● **What is expected**:
An identical copy of the data below is needed.

● **Stored items**:
Segment Open
// SPDX-License-Identifier: MIT
// Copyright (c) 2026 Alfred Jean LLC

#![allow(clippy::unwrap_used, clippy::expect_used, clippy::panic)]
use std::io::Write;

use super::*;

#[test]
fn test_file_url_for_existing_file() {
    let mut file = tempfile::NamedTempFile::new().unwrap();
    file.write_all(b"<html></html>").unwrap();

    let converted = file_url(file.path()).unwrap();
    assert!(converted.starts_with("file://"), "got {}", converted);
    assert!(converted.ends_with(file.path().file_name().unwrap().to_str().unwrap()));
}

#[test]
fn test_convert_arg_leaves_flags_alone() {
    assert_eq!(convert_arg("--color-scheme=light"), "--color-scheme=light");
    assert_eq!(convert_arg("-b"), "-b");
}

#[test]
fn test_convert_arg_leaves_missing_paths_alone() {
    assert_eq!(
        convert_arg("https://example.com/page"),
        "https://example.com/page"
    );
    assert_eq!(convert_arg("no/such/file.html"), "no/such/file.html");
}

#[test]
fn test_convert_arg_rewrites_existing_paths() {
    let file = tempfile::NamedTempFile::new().unwrap();
    let arg = file.path().to_str().unwrap();
    assert!(convert_arg(arg).starts_with("file://"));
}

#[test]
fn test_exit_code_passthrough() {
    let status = std::process::Command::new("sh")
        .args(["-c", "exit 3"])
        .status()
        .unwrap();
    assert_eq!(exit_code(status), 3);
}

#[cfg(unix)]
#[test]
fn test_exit_code_reports_signal_as_128_plus() {
    let status = std::process::Command::new("sh")
        .args(["-c", "kill -9 $$"])
        .status()
        .unwrap();
    assert_eq!(exit_code(status), 137);
}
Segment Closed
● **Output below**:
// SPDX-License-Identifier: MIT
// Copyright (c) 2026 Alfred Jean LLC

#![allow(clippy::unwrap_used, clippy::expect_used, clippy::panic)]
use std::io::Write;

use super::*;

#[test]
fn test_file_url_for_existing_file() {
    let mut file = tempfile::NamedTempFile::new().unwrap();
    file.write_all(b"<html></html>").unwrap();

    let converted = file_url(file.path()).unwrap();
    assert!(converted.starts_with("file://"), "got {}", converted);
    assert!(converted.ends_with(file.path().file_name().unwrap().to_str().unwrap()));
}

#[test]
fn test_convert_arg_leaves_flags_alone() {
    assert_eq!(convert_arg("--color-scheme=light"), "--color-scheme=light");
    assert_eq!(convert_arg("-b"), "-b");
}

#[test]
fn test_convert_arg_leaves_missing_paths_alone() {
    assert_eq!(
        convert_arg("https://example.com/page"),
        "https://example.com/page"
    );
    assert_eq!(convert_arg("no/such/file.html"), "no/such/file.html");
}

#[test]
fn test_convert_arg_rewrites_existing_paths() {
    let file = tempfile::NamedTempFile::new().unwrap();
    let arg = file.path().to_str().unwrap();
    assert!(convert_arg(arg).starts_with("file://"));
}

#[test]
fn test_exit_code_passthrough() {
    let status = std::process::Command::new("sh")
        .args(["-c", "exit 3"])
        .status()
        .unwrap();
    assert_eq!(exit_code(status), 3);
}

#[cfg(unix)]
#[test]
fn test_exit_code_reports_signal_as_128_plus() {
    let status = std::process::Command::new("sh")
        .args(["-c", "kill -9 $$"])
        .status()
        .unwrap();
    assert_eq!(exit_code(status), 137);
}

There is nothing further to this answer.